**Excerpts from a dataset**
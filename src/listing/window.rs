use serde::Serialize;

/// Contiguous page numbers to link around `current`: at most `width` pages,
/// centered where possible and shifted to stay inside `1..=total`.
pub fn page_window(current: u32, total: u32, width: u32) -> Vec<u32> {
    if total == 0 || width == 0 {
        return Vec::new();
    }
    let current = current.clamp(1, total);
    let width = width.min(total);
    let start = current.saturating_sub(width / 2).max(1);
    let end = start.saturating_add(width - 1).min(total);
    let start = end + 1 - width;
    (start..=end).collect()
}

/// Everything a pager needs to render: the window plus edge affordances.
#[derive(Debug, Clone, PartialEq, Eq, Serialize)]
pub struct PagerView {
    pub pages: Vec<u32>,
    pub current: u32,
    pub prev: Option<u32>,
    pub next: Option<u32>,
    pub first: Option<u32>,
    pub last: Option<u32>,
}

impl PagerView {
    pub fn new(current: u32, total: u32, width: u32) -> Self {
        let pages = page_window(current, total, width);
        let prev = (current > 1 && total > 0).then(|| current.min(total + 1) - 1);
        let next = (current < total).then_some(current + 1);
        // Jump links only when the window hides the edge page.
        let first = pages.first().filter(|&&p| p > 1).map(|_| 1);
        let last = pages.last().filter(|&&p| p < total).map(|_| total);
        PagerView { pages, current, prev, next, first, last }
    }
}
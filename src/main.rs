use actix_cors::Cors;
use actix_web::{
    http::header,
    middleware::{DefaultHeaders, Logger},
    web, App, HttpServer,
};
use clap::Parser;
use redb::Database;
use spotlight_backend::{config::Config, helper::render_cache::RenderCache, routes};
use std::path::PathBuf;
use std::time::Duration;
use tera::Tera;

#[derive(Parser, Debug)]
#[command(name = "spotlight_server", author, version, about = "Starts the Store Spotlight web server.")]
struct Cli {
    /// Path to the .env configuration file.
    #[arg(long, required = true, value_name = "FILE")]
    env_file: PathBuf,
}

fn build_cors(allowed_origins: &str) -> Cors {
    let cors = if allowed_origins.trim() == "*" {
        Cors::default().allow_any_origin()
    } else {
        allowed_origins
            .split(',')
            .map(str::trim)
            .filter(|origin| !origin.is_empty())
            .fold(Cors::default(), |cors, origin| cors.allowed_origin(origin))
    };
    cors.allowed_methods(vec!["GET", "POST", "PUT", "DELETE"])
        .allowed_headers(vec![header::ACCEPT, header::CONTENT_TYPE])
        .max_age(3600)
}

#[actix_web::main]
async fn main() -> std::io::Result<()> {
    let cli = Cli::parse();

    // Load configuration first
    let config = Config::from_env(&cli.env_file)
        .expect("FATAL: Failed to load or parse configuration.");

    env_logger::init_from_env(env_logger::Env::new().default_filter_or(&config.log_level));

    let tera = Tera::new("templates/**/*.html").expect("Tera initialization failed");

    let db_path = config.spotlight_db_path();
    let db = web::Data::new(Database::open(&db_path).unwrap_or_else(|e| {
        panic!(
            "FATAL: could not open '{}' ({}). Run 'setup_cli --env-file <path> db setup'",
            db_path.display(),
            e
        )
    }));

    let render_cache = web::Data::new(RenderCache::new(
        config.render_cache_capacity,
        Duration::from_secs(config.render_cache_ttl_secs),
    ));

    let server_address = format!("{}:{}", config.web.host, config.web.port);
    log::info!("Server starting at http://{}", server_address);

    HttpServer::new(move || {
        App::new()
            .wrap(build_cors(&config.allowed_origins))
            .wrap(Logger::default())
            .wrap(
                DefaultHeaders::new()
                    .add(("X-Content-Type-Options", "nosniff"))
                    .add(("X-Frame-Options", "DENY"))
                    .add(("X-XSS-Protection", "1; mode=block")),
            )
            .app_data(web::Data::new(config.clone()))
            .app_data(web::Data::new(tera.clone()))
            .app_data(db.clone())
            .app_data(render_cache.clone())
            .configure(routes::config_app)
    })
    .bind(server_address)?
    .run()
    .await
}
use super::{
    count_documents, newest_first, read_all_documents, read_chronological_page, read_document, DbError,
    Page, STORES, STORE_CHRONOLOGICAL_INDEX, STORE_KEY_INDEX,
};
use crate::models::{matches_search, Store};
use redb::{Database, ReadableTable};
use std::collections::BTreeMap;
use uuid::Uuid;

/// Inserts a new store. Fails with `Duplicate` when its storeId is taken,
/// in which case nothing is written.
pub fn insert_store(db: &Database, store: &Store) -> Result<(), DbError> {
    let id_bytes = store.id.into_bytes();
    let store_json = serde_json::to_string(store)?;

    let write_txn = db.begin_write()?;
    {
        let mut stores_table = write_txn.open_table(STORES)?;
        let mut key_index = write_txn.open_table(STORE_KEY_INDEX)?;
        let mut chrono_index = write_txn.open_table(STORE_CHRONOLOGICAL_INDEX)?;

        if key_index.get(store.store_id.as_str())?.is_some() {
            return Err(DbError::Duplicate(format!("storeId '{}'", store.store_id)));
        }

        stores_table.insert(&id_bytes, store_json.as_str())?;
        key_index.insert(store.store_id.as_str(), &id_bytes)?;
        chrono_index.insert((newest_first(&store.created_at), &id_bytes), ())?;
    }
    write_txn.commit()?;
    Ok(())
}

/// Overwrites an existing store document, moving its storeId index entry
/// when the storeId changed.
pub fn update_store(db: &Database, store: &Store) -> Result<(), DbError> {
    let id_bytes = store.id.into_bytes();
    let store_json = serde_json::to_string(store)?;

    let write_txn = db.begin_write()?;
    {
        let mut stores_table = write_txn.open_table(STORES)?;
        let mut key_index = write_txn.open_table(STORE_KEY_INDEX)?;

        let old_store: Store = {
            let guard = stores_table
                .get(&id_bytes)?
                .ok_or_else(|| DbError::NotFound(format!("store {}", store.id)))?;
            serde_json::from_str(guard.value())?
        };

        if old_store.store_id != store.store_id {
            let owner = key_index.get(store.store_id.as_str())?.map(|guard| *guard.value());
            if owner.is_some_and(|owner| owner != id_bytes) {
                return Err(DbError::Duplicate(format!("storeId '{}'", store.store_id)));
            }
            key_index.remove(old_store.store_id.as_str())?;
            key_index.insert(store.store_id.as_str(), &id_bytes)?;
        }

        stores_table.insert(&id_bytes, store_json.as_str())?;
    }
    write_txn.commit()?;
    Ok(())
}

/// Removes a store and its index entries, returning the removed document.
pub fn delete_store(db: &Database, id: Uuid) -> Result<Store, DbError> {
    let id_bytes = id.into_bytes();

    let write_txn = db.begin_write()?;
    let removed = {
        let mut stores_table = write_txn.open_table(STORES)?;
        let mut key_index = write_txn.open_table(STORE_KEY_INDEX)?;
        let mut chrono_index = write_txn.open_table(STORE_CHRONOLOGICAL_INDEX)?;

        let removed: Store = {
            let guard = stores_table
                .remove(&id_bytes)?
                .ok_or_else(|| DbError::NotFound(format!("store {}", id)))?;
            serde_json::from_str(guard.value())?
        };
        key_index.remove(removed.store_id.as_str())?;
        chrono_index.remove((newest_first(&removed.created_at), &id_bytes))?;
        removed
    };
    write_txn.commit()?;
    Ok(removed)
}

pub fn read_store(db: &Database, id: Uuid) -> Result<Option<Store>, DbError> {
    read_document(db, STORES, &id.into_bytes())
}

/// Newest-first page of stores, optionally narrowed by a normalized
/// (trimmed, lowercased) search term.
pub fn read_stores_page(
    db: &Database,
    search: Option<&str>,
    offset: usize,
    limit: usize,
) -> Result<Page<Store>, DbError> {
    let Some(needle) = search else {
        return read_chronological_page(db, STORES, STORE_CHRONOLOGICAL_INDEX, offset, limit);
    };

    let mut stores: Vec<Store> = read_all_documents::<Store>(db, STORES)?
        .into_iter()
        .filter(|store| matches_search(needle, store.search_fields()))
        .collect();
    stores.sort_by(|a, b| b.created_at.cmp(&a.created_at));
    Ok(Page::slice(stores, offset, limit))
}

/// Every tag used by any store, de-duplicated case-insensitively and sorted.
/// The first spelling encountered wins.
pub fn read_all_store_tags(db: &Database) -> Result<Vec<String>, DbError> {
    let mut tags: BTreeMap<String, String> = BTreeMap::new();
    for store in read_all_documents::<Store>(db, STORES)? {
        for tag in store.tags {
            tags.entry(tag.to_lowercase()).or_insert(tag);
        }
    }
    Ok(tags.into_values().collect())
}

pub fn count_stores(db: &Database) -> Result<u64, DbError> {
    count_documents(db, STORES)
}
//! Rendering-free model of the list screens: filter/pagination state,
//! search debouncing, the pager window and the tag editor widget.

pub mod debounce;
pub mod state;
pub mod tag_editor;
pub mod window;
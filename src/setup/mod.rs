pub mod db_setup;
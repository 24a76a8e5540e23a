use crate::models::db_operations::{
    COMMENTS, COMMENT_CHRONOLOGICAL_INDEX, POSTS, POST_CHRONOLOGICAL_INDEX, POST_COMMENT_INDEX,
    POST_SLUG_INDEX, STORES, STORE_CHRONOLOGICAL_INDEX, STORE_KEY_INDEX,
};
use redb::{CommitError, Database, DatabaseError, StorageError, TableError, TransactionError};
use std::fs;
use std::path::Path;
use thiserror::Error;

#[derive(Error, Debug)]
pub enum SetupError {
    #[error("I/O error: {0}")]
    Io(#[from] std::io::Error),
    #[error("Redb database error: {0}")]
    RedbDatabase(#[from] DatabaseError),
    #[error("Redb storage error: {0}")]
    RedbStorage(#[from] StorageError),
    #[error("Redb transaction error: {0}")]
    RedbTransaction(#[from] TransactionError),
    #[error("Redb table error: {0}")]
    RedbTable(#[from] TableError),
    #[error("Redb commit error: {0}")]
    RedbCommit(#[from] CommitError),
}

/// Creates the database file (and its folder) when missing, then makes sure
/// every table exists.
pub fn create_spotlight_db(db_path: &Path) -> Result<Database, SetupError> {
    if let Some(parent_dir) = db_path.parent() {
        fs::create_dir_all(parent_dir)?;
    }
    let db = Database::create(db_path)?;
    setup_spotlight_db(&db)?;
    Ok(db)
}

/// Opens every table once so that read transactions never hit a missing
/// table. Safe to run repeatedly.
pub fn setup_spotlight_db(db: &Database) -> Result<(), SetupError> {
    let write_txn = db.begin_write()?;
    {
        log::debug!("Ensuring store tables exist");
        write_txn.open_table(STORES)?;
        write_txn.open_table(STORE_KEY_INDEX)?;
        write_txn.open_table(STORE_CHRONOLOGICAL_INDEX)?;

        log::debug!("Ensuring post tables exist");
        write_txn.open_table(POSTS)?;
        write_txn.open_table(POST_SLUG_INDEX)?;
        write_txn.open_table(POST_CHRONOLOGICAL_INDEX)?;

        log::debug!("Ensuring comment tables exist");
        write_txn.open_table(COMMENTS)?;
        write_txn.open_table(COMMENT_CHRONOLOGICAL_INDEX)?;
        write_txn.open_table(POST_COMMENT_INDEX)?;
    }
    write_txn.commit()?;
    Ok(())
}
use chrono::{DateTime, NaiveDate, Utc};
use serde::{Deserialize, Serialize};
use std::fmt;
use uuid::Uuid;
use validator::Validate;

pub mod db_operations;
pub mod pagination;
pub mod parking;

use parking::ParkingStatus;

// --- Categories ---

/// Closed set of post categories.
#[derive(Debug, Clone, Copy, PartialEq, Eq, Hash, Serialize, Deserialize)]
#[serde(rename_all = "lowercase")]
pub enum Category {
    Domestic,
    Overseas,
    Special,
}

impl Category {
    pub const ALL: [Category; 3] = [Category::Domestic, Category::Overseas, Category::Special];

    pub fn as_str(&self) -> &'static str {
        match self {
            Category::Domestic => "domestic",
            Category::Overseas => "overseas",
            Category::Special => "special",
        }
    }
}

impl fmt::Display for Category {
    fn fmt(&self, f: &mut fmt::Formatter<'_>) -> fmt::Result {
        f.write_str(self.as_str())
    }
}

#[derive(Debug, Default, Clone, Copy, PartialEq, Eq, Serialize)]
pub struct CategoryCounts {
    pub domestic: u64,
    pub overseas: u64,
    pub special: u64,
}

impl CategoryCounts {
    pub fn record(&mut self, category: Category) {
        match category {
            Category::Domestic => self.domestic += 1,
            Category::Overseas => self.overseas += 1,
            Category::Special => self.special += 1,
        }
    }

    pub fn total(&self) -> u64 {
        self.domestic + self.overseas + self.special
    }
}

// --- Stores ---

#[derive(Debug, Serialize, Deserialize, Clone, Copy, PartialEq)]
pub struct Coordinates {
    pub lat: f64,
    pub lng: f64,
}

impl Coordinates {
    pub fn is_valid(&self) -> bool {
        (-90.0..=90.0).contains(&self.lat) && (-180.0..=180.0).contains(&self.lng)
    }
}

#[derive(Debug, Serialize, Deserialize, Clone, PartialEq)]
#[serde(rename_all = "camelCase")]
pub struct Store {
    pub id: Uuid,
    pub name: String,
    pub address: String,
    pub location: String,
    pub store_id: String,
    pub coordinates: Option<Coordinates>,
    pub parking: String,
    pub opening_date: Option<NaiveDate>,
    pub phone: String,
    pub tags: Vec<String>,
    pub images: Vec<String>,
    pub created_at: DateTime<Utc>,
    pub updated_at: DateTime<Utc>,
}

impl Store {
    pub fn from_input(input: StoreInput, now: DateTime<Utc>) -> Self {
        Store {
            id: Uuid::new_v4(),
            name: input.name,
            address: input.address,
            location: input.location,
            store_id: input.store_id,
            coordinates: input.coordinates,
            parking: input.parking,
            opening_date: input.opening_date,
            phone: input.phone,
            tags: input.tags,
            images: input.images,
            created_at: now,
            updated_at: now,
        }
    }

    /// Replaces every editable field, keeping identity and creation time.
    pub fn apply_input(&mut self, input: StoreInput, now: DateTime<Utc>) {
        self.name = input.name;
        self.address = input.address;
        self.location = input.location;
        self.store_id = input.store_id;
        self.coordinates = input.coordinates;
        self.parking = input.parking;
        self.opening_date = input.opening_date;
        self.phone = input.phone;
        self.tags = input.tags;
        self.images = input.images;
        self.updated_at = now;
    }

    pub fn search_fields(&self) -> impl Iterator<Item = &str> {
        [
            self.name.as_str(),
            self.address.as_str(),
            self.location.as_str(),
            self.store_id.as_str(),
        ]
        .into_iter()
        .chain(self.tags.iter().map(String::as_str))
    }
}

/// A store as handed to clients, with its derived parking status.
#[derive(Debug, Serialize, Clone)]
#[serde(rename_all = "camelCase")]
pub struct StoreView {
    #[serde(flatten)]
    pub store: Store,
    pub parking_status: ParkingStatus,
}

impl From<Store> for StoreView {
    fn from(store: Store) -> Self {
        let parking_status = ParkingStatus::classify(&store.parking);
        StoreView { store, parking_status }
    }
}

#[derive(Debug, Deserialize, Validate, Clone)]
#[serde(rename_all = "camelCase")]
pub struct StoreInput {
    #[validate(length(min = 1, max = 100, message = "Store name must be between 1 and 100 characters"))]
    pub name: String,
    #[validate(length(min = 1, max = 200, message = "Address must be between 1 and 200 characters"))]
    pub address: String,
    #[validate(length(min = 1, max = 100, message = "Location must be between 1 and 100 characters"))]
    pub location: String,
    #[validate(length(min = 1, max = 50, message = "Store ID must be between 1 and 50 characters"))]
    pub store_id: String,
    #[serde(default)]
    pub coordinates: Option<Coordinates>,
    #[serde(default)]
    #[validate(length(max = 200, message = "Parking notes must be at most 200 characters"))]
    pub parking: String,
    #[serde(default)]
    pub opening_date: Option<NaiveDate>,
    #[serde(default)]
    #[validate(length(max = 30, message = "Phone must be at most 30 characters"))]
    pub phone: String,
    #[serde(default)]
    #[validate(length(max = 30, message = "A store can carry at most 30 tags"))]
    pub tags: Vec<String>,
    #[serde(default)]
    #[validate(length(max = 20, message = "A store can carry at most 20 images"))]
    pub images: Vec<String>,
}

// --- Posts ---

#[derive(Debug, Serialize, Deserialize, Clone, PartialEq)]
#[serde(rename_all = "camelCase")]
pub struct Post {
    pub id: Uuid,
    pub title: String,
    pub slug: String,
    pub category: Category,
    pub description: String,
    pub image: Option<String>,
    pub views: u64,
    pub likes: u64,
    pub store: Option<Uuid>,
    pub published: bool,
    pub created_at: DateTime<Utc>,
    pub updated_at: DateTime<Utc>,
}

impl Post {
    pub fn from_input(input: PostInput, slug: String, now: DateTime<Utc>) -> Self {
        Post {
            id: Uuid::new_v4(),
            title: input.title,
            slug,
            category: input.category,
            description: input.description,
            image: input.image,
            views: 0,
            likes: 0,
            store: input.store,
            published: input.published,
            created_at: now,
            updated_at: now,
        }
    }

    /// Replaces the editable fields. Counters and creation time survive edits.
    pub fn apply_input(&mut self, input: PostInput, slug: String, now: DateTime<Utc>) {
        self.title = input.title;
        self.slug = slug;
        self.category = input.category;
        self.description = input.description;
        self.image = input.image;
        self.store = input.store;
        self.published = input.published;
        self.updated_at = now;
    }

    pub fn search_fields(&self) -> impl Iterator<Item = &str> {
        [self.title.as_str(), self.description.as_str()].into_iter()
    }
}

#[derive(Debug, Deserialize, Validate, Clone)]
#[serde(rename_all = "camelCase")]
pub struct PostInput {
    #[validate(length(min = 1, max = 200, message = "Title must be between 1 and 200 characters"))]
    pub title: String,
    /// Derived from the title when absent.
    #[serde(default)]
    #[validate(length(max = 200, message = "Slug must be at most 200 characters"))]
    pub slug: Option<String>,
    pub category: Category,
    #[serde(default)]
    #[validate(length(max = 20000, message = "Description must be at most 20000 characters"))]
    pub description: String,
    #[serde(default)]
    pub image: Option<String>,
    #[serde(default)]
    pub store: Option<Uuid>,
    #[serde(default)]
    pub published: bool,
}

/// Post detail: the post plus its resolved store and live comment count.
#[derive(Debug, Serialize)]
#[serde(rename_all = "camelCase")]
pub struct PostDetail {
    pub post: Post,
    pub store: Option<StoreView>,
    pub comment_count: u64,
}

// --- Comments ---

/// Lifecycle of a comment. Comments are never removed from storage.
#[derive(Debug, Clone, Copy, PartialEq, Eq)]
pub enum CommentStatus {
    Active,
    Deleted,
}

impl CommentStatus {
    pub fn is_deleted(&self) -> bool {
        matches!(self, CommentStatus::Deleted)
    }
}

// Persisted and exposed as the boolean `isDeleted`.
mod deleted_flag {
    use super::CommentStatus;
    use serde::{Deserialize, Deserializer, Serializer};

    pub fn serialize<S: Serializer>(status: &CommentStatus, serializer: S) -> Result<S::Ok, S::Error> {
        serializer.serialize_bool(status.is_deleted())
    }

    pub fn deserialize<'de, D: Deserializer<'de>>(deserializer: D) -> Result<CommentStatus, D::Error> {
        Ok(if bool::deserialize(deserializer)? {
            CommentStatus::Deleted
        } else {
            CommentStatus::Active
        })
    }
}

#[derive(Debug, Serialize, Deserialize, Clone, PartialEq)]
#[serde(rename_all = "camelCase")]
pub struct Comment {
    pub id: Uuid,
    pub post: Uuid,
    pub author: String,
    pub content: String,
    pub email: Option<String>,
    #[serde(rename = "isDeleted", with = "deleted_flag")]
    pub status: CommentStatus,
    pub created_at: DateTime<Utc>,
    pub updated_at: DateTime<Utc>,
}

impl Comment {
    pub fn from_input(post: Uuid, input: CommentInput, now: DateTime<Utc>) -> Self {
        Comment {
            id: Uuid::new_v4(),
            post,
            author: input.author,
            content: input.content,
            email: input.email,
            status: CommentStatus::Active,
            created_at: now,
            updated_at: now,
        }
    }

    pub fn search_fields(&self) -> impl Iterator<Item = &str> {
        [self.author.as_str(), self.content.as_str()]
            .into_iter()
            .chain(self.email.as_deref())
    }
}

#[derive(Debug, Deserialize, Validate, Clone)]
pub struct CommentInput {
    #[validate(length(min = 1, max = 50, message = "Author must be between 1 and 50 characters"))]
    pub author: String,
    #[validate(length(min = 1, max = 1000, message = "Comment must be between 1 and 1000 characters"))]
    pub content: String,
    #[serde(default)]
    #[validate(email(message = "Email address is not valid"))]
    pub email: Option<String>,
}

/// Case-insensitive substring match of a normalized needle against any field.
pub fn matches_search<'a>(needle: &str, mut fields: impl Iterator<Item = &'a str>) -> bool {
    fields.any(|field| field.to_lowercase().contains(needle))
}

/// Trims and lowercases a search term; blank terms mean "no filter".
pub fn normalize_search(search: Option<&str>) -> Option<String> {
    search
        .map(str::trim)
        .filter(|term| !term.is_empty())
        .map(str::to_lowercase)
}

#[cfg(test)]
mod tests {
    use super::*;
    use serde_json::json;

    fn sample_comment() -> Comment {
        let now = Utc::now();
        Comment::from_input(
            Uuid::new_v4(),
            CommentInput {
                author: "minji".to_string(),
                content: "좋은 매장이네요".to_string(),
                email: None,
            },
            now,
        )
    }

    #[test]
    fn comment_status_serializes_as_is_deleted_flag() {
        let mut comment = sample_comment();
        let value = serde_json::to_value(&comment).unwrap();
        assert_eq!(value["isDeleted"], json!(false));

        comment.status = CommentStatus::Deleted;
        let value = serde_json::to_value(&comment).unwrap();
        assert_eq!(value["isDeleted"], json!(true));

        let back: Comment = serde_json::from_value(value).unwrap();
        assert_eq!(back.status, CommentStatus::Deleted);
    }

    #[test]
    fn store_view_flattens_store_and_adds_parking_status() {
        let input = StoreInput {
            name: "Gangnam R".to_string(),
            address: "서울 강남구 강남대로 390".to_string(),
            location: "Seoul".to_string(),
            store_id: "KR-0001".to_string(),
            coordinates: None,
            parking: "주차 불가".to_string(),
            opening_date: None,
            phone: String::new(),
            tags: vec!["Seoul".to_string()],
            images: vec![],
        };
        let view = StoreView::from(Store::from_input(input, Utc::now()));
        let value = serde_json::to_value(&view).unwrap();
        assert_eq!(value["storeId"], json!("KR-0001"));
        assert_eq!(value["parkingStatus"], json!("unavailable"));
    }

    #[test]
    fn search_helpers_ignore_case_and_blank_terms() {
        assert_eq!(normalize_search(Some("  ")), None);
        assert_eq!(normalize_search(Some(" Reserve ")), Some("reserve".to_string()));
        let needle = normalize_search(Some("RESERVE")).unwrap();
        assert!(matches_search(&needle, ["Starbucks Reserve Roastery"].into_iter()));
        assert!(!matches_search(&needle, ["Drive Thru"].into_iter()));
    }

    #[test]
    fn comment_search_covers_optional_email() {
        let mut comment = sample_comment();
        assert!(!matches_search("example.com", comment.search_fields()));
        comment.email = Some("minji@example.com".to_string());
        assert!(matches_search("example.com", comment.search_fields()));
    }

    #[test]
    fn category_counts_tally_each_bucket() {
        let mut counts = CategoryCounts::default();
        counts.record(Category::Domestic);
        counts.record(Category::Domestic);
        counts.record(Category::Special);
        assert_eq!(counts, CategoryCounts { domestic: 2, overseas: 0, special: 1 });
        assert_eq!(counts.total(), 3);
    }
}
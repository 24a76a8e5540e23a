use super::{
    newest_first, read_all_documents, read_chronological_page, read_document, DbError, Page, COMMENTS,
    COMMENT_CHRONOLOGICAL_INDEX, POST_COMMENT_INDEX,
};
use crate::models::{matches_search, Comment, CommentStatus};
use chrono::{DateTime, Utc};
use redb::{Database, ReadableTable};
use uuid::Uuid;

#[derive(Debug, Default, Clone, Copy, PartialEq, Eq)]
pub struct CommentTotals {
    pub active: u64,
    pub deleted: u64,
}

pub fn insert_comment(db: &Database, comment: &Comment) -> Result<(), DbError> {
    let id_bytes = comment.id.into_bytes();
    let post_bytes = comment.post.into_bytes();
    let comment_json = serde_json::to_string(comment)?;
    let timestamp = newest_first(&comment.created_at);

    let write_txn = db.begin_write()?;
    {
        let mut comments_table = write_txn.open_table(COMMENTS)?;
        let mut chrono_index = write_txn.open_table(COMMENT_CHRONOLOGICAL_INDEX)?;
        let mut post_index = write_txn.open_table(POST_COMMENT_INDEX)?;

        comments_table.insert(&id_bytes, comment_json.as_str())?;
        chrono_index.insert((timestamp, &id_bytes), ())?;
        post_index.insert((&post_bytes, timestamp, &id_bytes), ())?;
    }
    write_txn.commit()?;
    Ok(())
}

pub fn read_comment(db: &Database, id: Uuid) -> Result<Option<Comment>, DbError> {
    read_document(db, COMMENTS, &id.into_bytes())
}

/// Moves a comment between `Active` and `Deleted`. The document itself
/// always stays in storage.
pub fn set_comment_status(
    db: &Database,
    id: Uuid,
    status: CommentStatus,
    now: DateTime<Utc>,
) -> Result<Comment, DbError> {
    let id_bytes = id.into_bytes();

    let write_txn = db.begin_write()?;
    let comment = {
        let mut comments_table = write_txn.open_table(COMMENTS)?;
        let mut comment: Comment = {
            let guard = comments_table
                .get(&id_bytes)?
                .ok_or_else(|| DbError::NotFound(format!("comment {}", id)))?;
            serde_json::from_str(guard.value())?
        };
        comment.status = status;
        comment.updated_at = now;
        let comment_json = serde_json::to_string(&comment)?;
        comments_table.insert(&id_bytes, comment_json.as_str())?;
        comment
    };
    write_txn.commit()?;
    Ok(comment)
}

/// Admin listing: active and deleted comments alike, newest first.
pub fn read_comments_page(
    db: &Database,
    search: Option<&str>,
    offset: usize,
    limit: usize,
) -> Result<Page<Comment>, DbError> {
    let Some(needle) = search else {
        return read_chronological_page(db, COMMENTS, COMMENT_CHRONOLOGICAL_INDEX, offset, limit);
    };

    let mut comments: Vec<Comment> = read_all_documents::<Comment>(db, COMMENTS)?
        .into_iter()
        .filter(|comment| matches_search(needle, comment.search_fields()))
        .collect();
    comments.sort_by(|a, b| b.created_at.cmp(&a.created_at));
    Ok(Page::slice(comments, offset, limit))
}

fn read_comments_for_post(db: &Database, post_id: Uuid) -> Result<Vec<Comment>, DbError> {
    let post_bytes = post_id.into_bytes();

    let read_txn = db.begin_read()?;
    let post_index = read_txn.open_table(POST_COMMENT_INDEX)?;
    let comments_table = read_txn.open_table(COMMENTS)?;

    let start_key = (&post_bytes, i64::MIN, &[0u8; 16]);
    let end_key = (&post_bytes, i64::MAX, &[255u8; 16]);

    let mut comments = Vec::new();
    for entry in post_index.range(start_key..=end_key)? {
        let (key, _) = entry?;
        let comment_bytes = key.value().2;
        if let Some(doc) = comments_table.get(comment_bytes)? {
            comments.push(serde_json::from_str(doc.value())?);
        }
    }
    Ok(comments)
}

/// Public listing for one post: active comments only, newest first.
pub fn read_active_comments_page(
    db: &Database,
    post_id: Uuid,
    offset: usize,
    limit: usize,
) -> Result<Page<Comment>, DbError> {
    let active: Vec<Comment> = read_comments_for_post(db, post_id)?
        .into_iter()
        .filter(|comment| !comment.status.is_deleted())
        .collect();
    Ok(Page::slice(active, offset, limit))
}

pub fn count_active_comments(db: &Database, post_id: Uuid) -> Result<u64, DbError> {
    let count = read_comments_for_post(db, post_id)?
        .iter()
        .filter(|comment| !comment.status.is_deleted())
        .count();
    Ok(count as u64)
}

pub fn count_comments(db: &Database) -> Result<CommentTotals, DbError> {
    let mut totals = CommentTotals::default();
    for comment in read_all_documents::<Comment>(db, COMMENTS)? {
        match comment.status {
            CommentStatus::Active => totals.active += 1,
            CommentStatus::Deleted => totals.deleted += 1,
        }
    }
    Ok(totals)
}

**Assignment**
Your answer should consist of the lines above that hold the word "CommentTotals", copied exactly.

**Solution to the problem**
pub struct CommentTotals {
pub fn count_comments(db: &Database) -> Result<CommentTotals, DbError> {
    let mut totals = CommentTotals::default();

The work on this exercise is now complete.